:: Extracted entries

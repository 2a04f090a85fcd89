//! Connection lifecycle state machine.
//!
//! Tracks the client's view of the single relay connection and the number of
//! reconnect attempts since the last successful connect. Local commands enter
//! through [`Connection::connect`] and [`Connection::disconnect`]; everything
//! else arrives as a [`LifecycleEvent`] reported by the transport.
//!
//! # State Machine
//!
//! ```text
//!                 connect()              Acknowledged
//! ┌──────────────┐────────>┌────────────┐──────────>┌───────────┐
//! │ Disconnected │         │ Connecting │           │ Connected │
//! └──────────────┘         └────────────┘           └───────────┘
//!        ^                                           │        ^
//!        │ disconnect()                         Lost │        │ Acknowledged
//!        │ (from any state)                          v        │
//!        │                 ┌────────┐  GaveUp  ┌──────────────┐
//!        │                 │ Failed │<─────────│ Reconnecting │
//!        │                 └────────┘          └──────────────┘
//!        │                      │ connect()
//!        └──────────────────────┘──────> Connecting
//! ```
//!
//! Every `connect()` and every effective `disconnect()` advances the
//! connection [`Epoch`]. The transport tags what it reports with the epoch it
//! was opened under, so reports from a superseded connection can be discarded
//! before they reach this machine.

use std::{fmt, time::Duration};

use crate::error::ConnectionError;

/// Delay before the first reconnect attempt.
pub const DEFAULT_RECONNECT_DELAY: Duration = Duration::from_millis(1000);

/// Ceiling on the delay between reconnect attempts.
pub const DEFAULT_RECONNECT_DELAY_MAX: Duration = Duration::from_millis(5000);

/// Time allowed for a single connect attempt before it is abandoned.
pub const DEFAULT_CONNECT_TIMEOUT: Duration = Duration::from_millis(20_000);

/// Connection state.
#[derive(Debug, Clone, Copy, PartialEq, Eq, Hash, Default)]
pub enum ConnectionState {
    /// No connection and none requested.
    #[default]
    Disconnected,
    /// Initial connection in progress.
    Connecting,
    /// Connection acknowledged by the server.
    Connected,
    /// Connection lost unexpectedly; transport is retrying.
    Reconnecting,
    /// Transport gave up. Terminal until the next `connect()`.
    Failed,
}

impl ConnectionState {
    /// Lowercase name, as shown to users and in logs.
    pub fn as_str(self) -> &'static str {
        match self {
            Self::Disconnected => "disconnected",
            Self::Connecting => "connecting",
            Self::Connected => "connected",
            Self::Reconnecting => "reconnecting",
            Self::Failed => "failed",
        }
    }

    /// True only in [`ConnectionState::Connected`].
    pub fn is_connected(self) -> bool {
        self == Self::Connected
    }
}

impl fmt::Display for ConnectionState {
    fn fmt(&self, f: &mut fmt::Formatter<'_>) -> fmt::Result {
        f.write_str(self.as_str())
    }
}

/// Transport-reported lifecycle events.
#[derive(Debug, Clone, Copy, PartialEq, Eq)]
pub enum LifecycleEvent {
    /// Server acknowledged the connection.
    Acknowledged,
    /// Transport dropped without a local `disconnect()`.
    Lost,
    /// Transport started reconnect attempt `n` (one-based).
    Attempt(u32),
    /// Transport gave up reconnecting.
    GaveUp,
}

/// Generation counter for connection attempts.
#[derive(Debug, Clone, Copy, PartialEq, Eq, PartialOrd, Ord, Hash, Default)]
pub struct Epoch(u64);

impl Epoch {
    /// Wrap a raw epoch value.
    pub const fn new(value: u64) -> Self {
        Self(value)
    }

    /// Raw epoch value.
    pub const fn value(self) -> u64 {
        self.0
    }

    /// The epoch after this one.
    #[must_use]
    pub const fn next(self) -> Self {
        Self(self.0.wrapping_add(1))
    }
}

impl fmt::Display for Epoch {
    fn fmt(&self, f: &mut fmt::Formatter<'_>) -> fmt::Result {
        write!(f, "{}", self.0)
    }
}

/// A state change produced by [`Connection::handle`].
#[derive(Debug, Clone, Copy, PartialEq, Eq)]
pub struct Transition {
    /// State before the event.
    pub from: ConnectionState,
    /// State after the event. May equal `from`.
    pub to: ConnectionState,
}

impl Transition {
    /// True if the state actually changed.
    pub fn changed(&self) -> bool {
        self.from != self.to
    }
}

/// Retry timing for the transport.
///
/// Delays double from `initial_delay` and are clamped to `max_delay`.
#[derive(Debug, Clone, PartialEq, Eq)]
pub struct ReconnectPolicy {
    /// Delay before the first attempt.
    pub initial_delay: Duration,
    /// Ceiling on the delay between attempts.
    pub max_delay: Duration,
    /// Per-attempt connect timeout.
    pub connect_timeout: Duration,
    /// Attempt limit. `None` retries forever.
    pub max_attempts: Option<u32>,
}

impl Default for ReconnectPolicy {
    fn default() -> Self {
        Self {
            initial_delay: DEFAULT_RECONNECT_DELAY,
            max_delay: DEFAULT_RECONNECT_DELAY_MAX,
            connect_timeout: DEFAULT_CONNECT_TIMEOUT,
            max_attempts: None,
        }
    }
}

impl ReconnectPolicy {
    /// Delay to wait before attempt `attempt` (one-based).
    ///
    /// Always within `[initial_delay, max_delay]` when
    /// `initial_delay <= max_delay`.
    pub fn delay_for(&self, attempt: u32) -> Duration {
        let exponent = attempt.saturating_sub(1).min(16);
        let factor = 1u32 << exponent;
        self.initial_delay.saturating_mul(factor).min(self.max_delay)
    }

    /// Whether attempt `attempt` (one-based) is permitted.
    pub fn allows(&self, attempt: u32) -> bool {
        self.max_attempts.is_none_or(|max| attempt <= max)
    }
}

/// Connection lifecycle state machine.
///
/// Pure: holds no transport and no clock. The session feeds it local commands
/// and transport reports and acts on the returned transitions.
#[derive(Debug, Clone, Default)]
pub struct Connection {
    state: ConnectionState,
    attempts: u32,
    epoch: Epoch,
}

impl Connection {
    /// Create a machine in [`ConnectionState::Disconnected`].
    pub fn new() -> Self {
        Self::default()
    }

    /// Current state.
    pub fn state(&self) -> ConnectionState {
        self.state
    }

    /// Reconnect attempts since the last successful connect.
    pub fn attempts(&self) -> u32 {
        self.attempts
    }

    /// Current connection epoch.
    pub fn epoch(&self) -> Epoch {
        self.epoch
    }

    /// Request a connection.
    ///
    /// Valid from `Disconnected` and `Failed`. Returns the epoch the
    /// transport must be opened under.
    ///
    /// # Errors
    ///
    /// - `ConnectionError::AlreadyActive` if connecting, connected or
    ///   reconnecting. Callers treat this as a no-op.
    pub fn connect(&mut self) -> Result<Epoch, ConnectionError> {
        match self.state {
            ConnectionState::Disconnected | ConnectionState::Failed => {
                self.state = ConnectionState::Connecting;
                self.attempts = 0;
                self.epoch = self.epoch.next();
                Ok(self.epoch)
            },
            state => Err(ConnectionError::AlreadyActive(state)),
        }
    }

    /// Tear down the connection. Valid from any state and idempotent.
    ///
    /// Returns `true` if the state changed (the transport must be closed).
    pub fn disconnect(&mut self) -> bool {
        self.attempts = 0;
        if self.state == ConnectionState::Disconnected {
            return false;
        }
        self.state = ConnectionState::Disconnected;
        self.epoch = self.epoch.next();
        true
    }

    /// Apply a transport-reported event.
    ///
    /// # Errors
    ///
    /// - `ConnectionError::InvalidTransition` if the event is not valid in the
    ///   current state. State is left untouched.
    pub fn handle(&mut self, event: LifecycleEvent) -> Result<Transition, ConnectionError> {
        use ConnectionState::{Connected, Connecting, Failed, Reconnecting};

        let from = self.state;
        let to = match (from, event) {
            (Connecting | Reconnecting, LifecycleEvent::Acknowledged) => {
                self.attempts = 0;
                Connected
            },

            (Connected, LifecycleEvent::Lost) => Reconnecting,

            // Failed retries report loss again; initial connect failures are
            // retried by the transport without leaving Connecting.
            (Connecting | Reconnecting, LifecycleEvent::Lost) => from,

            // An attempt implies loss even if the loss report was not seen
            (Connected | Reconnecting, LifecycleEvent::Attempt(_)) => {
                self.attempts = self.attempts.saturating_add(1);
                Reconnecting
            },

            (Connecting, LifecycleEvent::Attempt(_)) => {
                self.attempts = self.attempts.saturating_add(1);
                Connecting
            },

            (Connecting | Reconnecting, LifecycleEvent::GaveUp) => Failed,

            (state, event) => return Err(ConnectionError::InvalidTransition { state, event }),
        };

        self.state = to;
        Ok(Transition { from, to })
    }
}

#[cfg(test)]
#[allow(clippy::unwrap_used)]
mod tests {
    use super::*;

    fn connected() -> Connection {
        let mut conn = Connection::new();
        conn.connect().unwrap();
        conn.handle(LifecycleEvent::Acknowledged).unwrap();
        conn
    }

    #[test]
    fn connect_from_disconnected() {
        let mut conn = Connection::new();
        let epoch = conn.connect().unwrap();

        assert_eq!(conn.state(), ConnectionState::Connecting);
        assert_eq!(epoch, Epoch::new(1));
    }

    #[test]
    fn connect_while_active_is_rejected() {
        let mut conn = connected();
        assert_eq!(conn.connect(), Err(ConnectionError::AlreadyActive(ConnectionState::Connected)));
        assert_eq!(conn.state(), ConnectionState::Connected);
    }

    #[test]
    fn ack_while_disconnected_is_rejected() {
        let mut conn = Connection::new();
        let err = conn.handle(LifecycleEvent::Acknowledged).unwrap_err();

        assert!(err.is_stale());
        assert_eq!(conn.state(), ConnectionState::Disconnected);
    }

    #[test]
    fn reconnect_cycle_resets_attempts() {
        let mut conn = connected();

        conn.handle(LifecycleEvent::Lost).unwrap();
        conn.handle(LifecycleEvent::Attempt(1)).unwrap();
        conn.handle(LifecycleEvent::Attempt(2)).unwrap();
        assert_eq!(conn.attempts(), 2);
        assert_eq!(conn.state(), ConnectionState::Reconnecting);

        conn.handle(LifecycleEvent::Acknowledged).unwrap();
        assert_eq!(conn.state(), ConnectionState::Connected);
        assert_eq!(conn.attempts(), 0);
    }

    #[test]
    fn gave_up_is_terminal_until_connect() {
        let mut conn = connected();
        conn.handle(LifecycleEvent::Lost).unwrap();
        conn.handle(LifecycleEvent::GaveUp).unwrap();
        assert_eq!(conn.state(), ConnectionState::Failed);

        assert!(conn.handle(LifecycleEvent::Acknowledged).is_err());
        assert!(conn.handle(LifecycleEvent::Attempt(3)).is_err());
        assert_eq!(conn.state(), ConnectionState::Failed);

        conn.connect().unwrap();
        assert_eq!(conn.state(), ConnectionState::Connecting);
    }

    #[test]
    fn disconnect_is_idempotent() {
        let mut conn = connected();
        let epoch = conn.epoch();

        assert!(conn.disconnect());
        assert_eq!(conn.epoch(), epoch.next());

        assert!(!conn.disconnect());
        assert_eq!(conn.epoch(), epoch.next());
        assert_eq!(conn.state(), ConnectionState::Disconnected);
    }

    #[test]
    fn policy_delays_are_bounded() {
        let policy = ReconnectPolicy::default();

        assert_eq!(policy.delay_for(1), Duration::from_millis(1000));
        assert_eq!(policy.delay_for(2), Duration::from_millis(2000));
        assert_eq!(policy.delay_for(3), Duration::from_millis(4000));
        assert_eq!(policy.delay_for(4), Duration::from_millis(5000));
        assert_eq!(policy.delay_for(u32::MAX), Duration::from_millis(5000));
    }

    #[test]
    fn unbounded_policy_always_allows() {
        let policy = ReconnectPolicy::default();
        assert!(policy.allows(u32::MAX));

        let bounded = ReconnectPolicy { max_attempts: Some(3), ..ReconnectPolicy::default() };
        assert!(bounded.allows(3));
        assert!(!bounded.allows(4));
    }
}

::::

Task prompt: Every line of the records containing the word "based" must appear in the answer.

Expected answer:
    /// Transport started reconnect attempt `n` (one-based).
    /// Delay to wait before attempt `attempt` (one-based).
    /// Whether attempt `attempt` (one-based) is permitted.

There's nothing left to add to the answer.